I'm using hashes for the unique field, as some of the keys and values
are too long to be indexed
Full example of the python code (using psycopg2) with savepoints:
key_value = 'this_key'
hash_val = generate_uuid(value)
try:
cursor.execute(
'''
SAVEPOINT duplicate_hash_savepoint;
INSERT INTO keys (hash, key)
VALUES (%s, %s)
RETURNING id;
'''
(hash_val, key_value)
)
result = cursor.fetchone()[0]
cursor.execute('''RELEASE SAVEPOINT duplicate_hash_savepoint''')
return result
except psycopg2.IntegrityError as e:
cursor.execute(
'''
ROLLBACK TO SAVEPOINT duplicate_hash_savepoint;
'''
)
#TODO: Should ensure that values match and this isn't just
#a hash collision
cursor.execute(
'''
SELECT id FROM keys WHERE hash=%s LIMIT 1;
'''
(hash_val,)
)
return cursor.fetchone()[0]
Update:
So I believe I a hint on another stackexchange site:
Specifically:
UPDATE, DELETE, SELECT FOR UPDATE, and SELECT FOR SHARE commands
behave the same as SELECT in terms of searching for target rows: they
will only find target rows that were committed as of the command start
time1. However, such a target row might have already been updated (or
deleted or locked) by another concurrent transaction by the time it is
found. In this case, the would-be updater will wait for the first
updating transaction to commit or roll back (if it is still in
progress). If the first updater rolls back, then its effects are
negated and the second updater can proceed with updating the
originally found row. If the first updater commits, the second updater
will ignore the row if the first updater deleted it2, otherwise it
will attempt to apply its operation to the updated version of the row.
While I'm still not exactly sure where the co-dependency is, it seems that processing a large number of key/value pairs without commiting would likely result in something like this. Sure enough, if I commit after each individual configuration file is added, the deadlocks don't occur.
It looks like you're in this situation:
The table to INSERT into has a primary key (or unique index(es) of any sort).
Several INSERTs into that table are performed within one transaction (as opposed to committing immediately after each one)
The rows to insert come in random order (with regard to the primary key)
The rows are inserted in concurrent transactions.
This situation creates the following opportunity for deadlock:
Assuming there are two sessions, that each started a transaction.
Session #1: insert row with PK 'A'
Session #2: insert row with PK 'B'
Session #1: try to insert row with PK 'B'
=> Session #1 is put to wait until Session #2 commits or rollbacks
Session #2: try to insert row with PK 'A'
=> Session #2 is put to wait for Session #1.
Shortly thereafter, the deadlock detector gets aware that both sessions are now waiting for each other, and terminates one of them with a fatal deadlock detected error.
If you're in this scenario, the simplest solution is to COMMIT after a new entry is inserted, before attempting to insert any new row into the table.

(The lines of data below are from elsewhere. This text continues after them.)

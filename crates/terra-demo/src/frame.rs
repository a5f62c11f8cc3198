//! Per-frame driver: move the focus, rebuild the tree, mesh it, draw it,
//! tear it down.

use terra_heightmap::HeightSampler;
use terra_lod::{FocusState, FocusTracker, LodError, QuadTree, TerrainConfig, TreeStats};
use terra_mesh::{MeshBuilder, TerrainRenderer, TerrainVertex};

/// What one frame produced.
#[derive(Clone, Copy, Debug, PartialEq)]
pub struct FrameStats {
    pub frame: u64,
    pub focus_x: f32,
    pub focus_y: f32,
    pub tree: TreeStats,
    pub vertices: usize,
}

/// Owns everything that lives across frames.
pub struct FrameDriver {
    config: TerrainConfig,
    focus: FocusState,
    tracker: FocusTracker,
    tree: QuadTree,
    vertices: Vec<TerrainVertex>,
    heightmap: Box<dyn HeightSampler>,
    frame: u64,
}

impl FrameDriver {
    /// A driver with the focus at the patrol start and the patrol running.
    pub fn new(config: TerrainConfig, heightmap: Box<dyn HeightSampler>) -> Self {
        Self {
            focus: FocusState::at_patrol_start(&config),
            config,
            tracker: FocusTracker::new(),
            tree: QuadTree::new(),
            vertices: Vec::new(),
            heightmap,
            frame: 0,
        }
    }

    pub fn focus(&self) -> FocusState {
        self.focus
    }

    /// Place the focus by hand.
    pub fn set_focus(&mut self, focus: FocusState) {
        self.focus = focus;
    }

    pub fn set_auto_patrol(&mut self, enabled: bool) {
        self.tracker.set_enabled(enabled);
    }

    pub fn config(&self) -> &TerrainConfig {
        &self.config
    }

    /// Run one frame and hand its vertices to `renderer`.
    ///
    /// Nothing is drawn if the tree cannot be rebuilt around the focus.
    pub fn run_frame(
        &mut self,
        renderer: &mut dyn TerrainRenderer,
    ) -> Result<FrameStats, LodError> {
        self.tracker.tick(&self.config, &mut self.focus);
        let focus = self.focus;
        self.tree.rebuild(&self.config, &focus)?;

        MeshBuilder::new(&self.config, self.heightmap.as_ref()).fill(&self.tree, &mut self.vertices);
        renderer.draw_quads(&self.vertices);

        let stats = FrameStats {
            frame: self.frame,
            focus_x: focus.xy().x,
            focus_y: focus.xy().y,
            tree: self.tree.stats(),
            vertices: self.vertices.len(),
        };
        self.tree.clear();
        self.frame += 1;
        Ok(stats)
    }
}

Postgres is known for that type of deadlocks, to be honest. I often encounter such problems when different workers update information about interleaving entities. Recently I had a task of importing a big list of scientific papers metadata from multiple json files. I was using parallel processes via joblib to read from several files at the same time. Deadlocks were hanging all the time on authors(id bigint primary key, name text) table all the time 'cause many files contained papers of the same authors, therefore producing inserts with oftentimes the same authors. I was using insert into authors (id,name) values %s on conflict(id) do nothing, but that was not helping. I tried sorting tuples before sending them to Postgres server, with little success. What really helped me was keeping a list of known authors in a Redis set (accessible to all processes):
if not rexecute("sismember", "known_authors", author_id):
# your logic...
rexecute("sadd", "known_authors", author_id)
Which I recommend to everyone. Use Memurai if you are limited to Windows. Sad but true, not a lot of other options for Postgres.